Молла полюбовался перстнем издали, вытянув руку, потом поднес к лицу и благоговейно поцеловал надпись: "Нет бога, кроме аллаха, и Мухаммед посланник аллаха".
- Красивый, бесценный подарок, большое спасибо, Гаджи, да преумножатся твоя слава и почет, - удовлетворение от полезности своего прихода так и выпирало из него. - Знаешь, Гаджи, сила отцовского воспитания не в том, чтобы уничтожить своего сына, а в том, чтобы наставить на путь истинный. А с исчезновением этого гнезда разврата послушание вернется к твоему дитяти. Но все следует делать чужими руками. Не к лицу такому почтенному человеку, как ты, быть замешанным в скандальной истории. Зачем тебе неприятности? Подумай, а? Зачем тебе нужно, чтобы имя твое было связано с кровавым делом? Пусть все Алыш сделает, а ему зачтется богоугодное дело... Зачтется богоугодное дело...

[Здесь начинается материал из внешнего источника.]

// Wire models for the vendor cloud API.
//
// The vendor envelope is `{ success, message?, token?, data? }` on every
// endpoint; only the shape of `data` differs. Telemetry stays an opaque
// JSON map — decoding raw values is halite-core's job.

use serde::{Deserialize, Serialize};
use serde_json::{Map, Value};

/// Envelope returned by `POST /login` and `GET /check-token`.
#[derive(Debug, Clone, Deserialize)]
pub struct AuthEnvelope {
    #[serde(default)]
    pub success: bool,

    /// Human-readable status, not always present on success.
    #[serde(default)]
    pub message: Option<String>,

    /// Session token — present on login, absent on check-token.
    #[serde(default)]
    pub token: Option<String>,

    #[serde(default)]
    pub data: Option<AccountData>,
}

/// Account payload carried by the auth envelope.
#[derive(Debug, Clone, Default, Deserialize)]
#[serde(rename_all = "camelCase")]
pub struct AccountData {
    /// Member profile (email, phone, owner id, ...). Kept opaque —
    /// only diagnostics consume it, and redacted at that.
    #[serde(default)]
    pub member: Option<Value>,

    #[serde(default)]
    pub owned_devices: Vec<DeviceRecord>,

    /// Devices shared with this account by another owner.
    #[serde(default)]
    pub devices: Vec<DeviceRecord>,
}

impl AccountData {
    /// Owned and shared devices as one list, owned first.
    pub fn all_devices(&self) -> impl Iterator<Item = &DeviceRecord> {
        self.owned_devices.iter().chain(self.devices.iter())
    }
}

/// One device entry from the account device list.
#[derive(Debug, Clone, Deserialize, Serialize)]
#[serde(rename_all = "camelCase")]
pub struct DeviceRecord {
    pub id: u64,

    #[serde(default)]
    pub nickname: Option<String>,

    #[serde(default)]
    pub serial_number: Option<String>,

    #[serde(default)]
    pub device_type: Option<String>,

    #[serde(default, rename = "firmware-main-current")]
    pub firmware_version: Option<String>,

    /// Remaining vendor metadata fields, preserved for diagnostics.
    #[serde(flatten)]
    pub extra: Map<String, Value>,
}

/// Envelope returned by `GET /device-status` and `POST /device-update`.
#[derive(Debug, Clone, Deserialize)]
pub struct StatusEnvelope {
    #[serde(default)]
    pub success: bool,

    #[serde(default)]
    pub message: Option<String>,

    /// Raw telemetry map: vendor key -> raw value.
    #[serde(default)]
    pub data: Option<Map<String, Value>>,
}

- Да, да... - Гаджи поднял крышку с подноса, комнату заполнил аромат плова с шафраном.
Молла, проглотив слюну, поспешно сунул пальцы в рис:
- Скажу по совести, аромат плова, приготовленного Бирджа-ханум, нельзя спутать с запахом плова ни в одном доме. Да приблизит аллах ее к святой Фатиме - дочери пророка Мухаммеда, прекрасно готовит твоя жена.
- Ешь на здоровье, - спокойно сказал Гаджи и принялся за плов.
Однако спокойствие было кажущееся. Гаджи Асада душила злоба. "Ну подожди, клянусь священным камнем, которого я касался лицом, этой ночью я закачу этому щенку такую свадьбу, что до страшного суда не забудет. Месяц не сможет с места подняться, не то что меджлисы посещать... Захотел превратить меня в посмешище для Базара... Погоди, погоди, негодяй, увидишь, как над отцом издеваться".
Гаджи с яростью поглощал еду, не чувствуя ни вкуса, ни запаха, которые так расхваливал Молла Курбангулу.
Когда с пловом было покончено, и Гаджи вознамерился позвать Сафи, молла шепотом спросил:
- Так мне послать Алышу весть, брат Гаджи, что ты согласен поручиться за него?
Закрытый решительно и твердо ответил:
- Да, согласен.
... После ухода моллы Гаджи Асад, как ни старался, не мог успокоиться. Время шло, а Тарлан все не приходил. Терпение отца лопнуло:
- Будь ты проклят, опозорил меня в таком возрасте! Кусок праведно заработанного хлеба не даешь проглотить спокойно! Ну, хватит! Эй, Сафи, Сафи!
- Слушаю, хозяин.
- Принеси чуху и папаху!
В ту же минуту Сафи принес все требуемое.
Гневный голос мужа вызвал дрожь во всем существе Бирджа-ханум, возившейся в соседней комнате. Она тихо появилась в дверях, сердце ее трепетало от страха за сына:
- Куда это ты в такой неурочный час, Ай Гаджи? К добру ли?
- "К добру ли"! От тебя и твоего щенка добро видят только враги! Где он до сих пор?
- С минуты на минуту придет, ради аллаха, не утруждай себя, где ты будешь его искать? - двойной подбородок и толстые щеки Бирджа-ханум задрожали, глаза наполнились слезами.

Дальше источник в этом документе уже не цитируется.